Ciao Nenni, trentacinque anni dopo
Pietro Nenni ci lasciò all’alba degli anni ottanta. Ne aveva pronosticato l’esito con l’alternativa del “rinnovarsi o perire”, uno di quegli slogan tipici della suo modo di fare politica. Nenni è stato a lungo il leader del PSI. A cominciare da quel congresso del 1924 quando sconfisse Serrati, che voleva “una liquidazione sottocosto del partito”, per aderire all’Internazionale comunista e al Pcdi. Anche Nenni, che in gioventù era stato repubblicano, apparteneva alla corrente massimalista. Ma la sua leadership venne sancita da una scelta autonomista. A Parigi, nel 1930, compì la seconda scelta politica di respiro autonomo, cioè la riunificazione col Psu riformista di Turati. A quell’operazione significativo fu il contributo di Giuseppe Saragat che nel 1922 aveva aderito al partito di Turati, Treves, Matteotti e Prampolini. A quell’unificazione si sottrassero invece i massimalisti che facevano capo ad Angelica Balabanoff, che poi saprà ravvedersi e aderirà, nel gennaio del 1947, alla scissione di Saragat.

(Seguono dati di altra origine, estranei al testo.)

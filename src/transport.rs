//! The byte stream the driver talks over.

use std::ffi::OsStr;
use std::fmt;
use std::io::{self, Read, Write};
use std::time::Duration;

use log::debug;
use serialport::{DataBits, FlowControl, Parity, SerialPortSettings, StopBits};

use crate::Error;

/// A blocking byte stream whose reads give up after a configurable timeout.
///
/// A read that times out must fail with `io::ErrorKind::TimedOut`.
pub trait Transport: Read + Write {
    fn timeout(&self) -> Duration;

    fn set_timeout(&mut self, timeout: Duration) -> io::Result<()>;
}

/// Serial connection with an open serial port.
pub struct SerialPort {
    name: String,
    baud_rate: u32,
    inner_port: Box<dyn serialport::SerialPort>,
}

impl fmt::Debug for SerialPort {
    fn fmt(&self, f: &mut fmt::Formatter<'_>) -> fmt::Result {
        f.debug_struct("SerialPort")
            .field("name", &self.name)
            .field("baud_rate", &self.baud_rate)
            .field("timeout", &self.inner_port.timeout())
            .finish()
    }
}

impl SerialPort {
    /// Opens the given `port` as a `SerialPort` with the given `baud_rate`, 8 data bits, no
    /// parity, one stop bit and no flow control.
    ///
    /// # Examples
    ///
    /// ```no_run
    /// use tos428::{SerialPort, BAUD_RATE, DEFAULT_TIMEOUT};
    ///
    /// let port = SerialPort::open("/dev/ttyACM0", BAUD_RATE, DEFAULT_TIMEOUT)?;
    ///
    /// # Ok::<(), tos428::Error>(())
    /// ```
    pub fn open<S: AsRef<OsStr>>(
        port: S,
        baud_rate: u32,
        timeout: Duration,
    ) -> Result<SerialPort, Error> {
        let name = port.as_ref().to_string_lossy().into_owned();

        debug!("Opening serial port {} at {} baud", name, baud_rate);

        let settings = SerialPortSettings {
            baud_rate,
            data_bits: DataBits::Eight,
            flow_control: FlowControl::None,
            parity: Parity::None,
            stop_bits: StopBits::One,
            timeout,
        };

        let inner_port = serialport::open_with_settings(port.as_ref(), &settings)
            .map_err(|err| Error::SerialOpen(name.clone(), err))?;

        Ok(SerialPort {
            name,
            baud_rate,
            inner_port,
        })
    }

    /// The path the port was opened with.
    pub fn name(&self) -> &str {
        &self.name
    }
}

impl Read for SerialPort {
    fn read(&mut self, buf: &mut [u8]) -> io::Result<usize> {
        self.inner_port.read(buf)
    }
}

impl Write for SerialPort {
    fn write(&mut self, buf: &[u8]) -> io::Result<usize> {
        self.inner_port.write(buf)
    }

    fn flush(&mut self) -> io::Result<()> {
        self.inner_port.flush()
    }
}

impl Transport for SerialPort {
    fn timeout(&self) -> Duration {
        self.inner_port.timeout()
    }

    fn set_timeout(&mut self, timeout: Duration) -> io::Result<()> {
        self.inner_port.set_timeout(timeout).map_err(io::Error::from)
    }
}
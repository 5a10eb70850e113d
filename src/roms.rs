//! The list of ROMs that are played with a 4-way joystick.

use std::fs;
use std::path::Path;

use log::debug;

use crate::Error;

/// The built-in list of 4-way ROMs, one file name per line
pub const EMBEDDED_ROM_LIST: &str = include_str!("../data/roms4way.txt");

/// An ordered, read-only list of ROM file names.
#[derive(Debug, Clone, Eq, PartialEq, Default)]
pub struct RomList {
    roms: Vec<String>,
}

impl RomList {
    /// Parses one ROM name per line, trimming whitespace and skipping blank lines.
    pub fn parse(data: &str) -> RomList {
        let roms = data
            .lines()
            .map(str::trim)
            .filter(|rom| !rom.is_empty())
            .map(String::from)
            .collect();

        RomList { roms }
    }

    /// Returns the list compiled into the binary.
    pub fn embedded() -> RomList {
        RomList::parse(EMBEDDED_ROM_LIST)
    }

    /// Reads the list from the file at `path`.
    pub fn from_file<P: AsRef<Path>>(path: P) -> Result<RomList, Error> {
        let path = path.as_ref();

        debug!("Reading ROM list from {}", path.display());

        let data =
            fs::read_to_string(path).map_err(|err| Error::RomList(path.to_path_buf(), err))?;

        Ok(RomList::parse(&data))
    }

    /// Loads the list from `path` if one is given, and the embedded list otherwise.
    pub fn load(path: Option<&Path>) -> Result<RomList, Error> {
        match path {
            Some(path) => RomList::from_file(path),
            None => Ok(RomList::embedded()),
        }
    }

    /// Writes the embedded list to `path`.
    pub fn export_embedded<P: AsRef<Path>>(path: P) -> Result<(), Error> {
        let path = path.as_ref();

        fs::write(path, EMBEDDED_ROM_LIST).map_err(|err| Error::RomList(path.to_path_buf(), err))
    }

    /// Returns true if the file name of `rom` is in the list.
    ///
    /// Only the last component of the path is compared, so `/roms/pacman.zip` matches `pacman.zip`.
    pub fn contains_rom<P: AsRef<Path>>(&self, rom: P) -> bool {
        match rom.as_ref().file_name().and_then(|name| name.to_str()) {
            Some(name) => self.roms.iter().any(|r| r == name),
            None => false,
        }
    }

    pub fn iter(&self) -> impl Iterator<Item = &str> {
        self.roms.iter().map(String::as_str)
    }

    pub fn len(&self) -> usize {
        self.roms.len()
    }

    pub fn is_empty(&self) -> bool {
        self.roms.is_empty()
    }
}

Nenni fu poi il principale promotore del patto di unità d’azione tra socialisti e comunisti, che seguiva, nel 1934, quello sottoscritto dai due partiti francesi. Questo soprattuto in funzione antifascista. Nella guerra di Spagna partì volontario, come Rosselli, a difesa della repubblica, e comprese l’importanza, come lo stesso Saragat, dell’appoggio sovietico, mentre le democrazie occidentali, Inghilterra e Francia, stavano con le mani in mano. Seppe condannare però i processi staliniani del 1938, ma l’anno dopo rimase sconcertato dal patto Ribbentrop-Molotov e venne messo sotto dall’ala autonomista di Tasca e Saragat, che ruppero il patto coi comunisti, che avevano naturalmente appoggiato l’alleanza sovietico-nazista. L’operazione Barbarossa lo resuscitò come leader politico. Riprese le redini del Psi in Francia, poi, dopo la caduta del fascismo, tornò in Italia. Fu confinato a Ponza, dopo l’invasione tedesca rischiò anche di essere deportato in Germania, ma pare che in sua difesa sia sceso in campo lo stesso Mussolini, poi, dopo la liberazione, rilanciò il partito che si chiamò Psiup, perché univa al tradizionale Psi anche il Mup di Lelio Basso.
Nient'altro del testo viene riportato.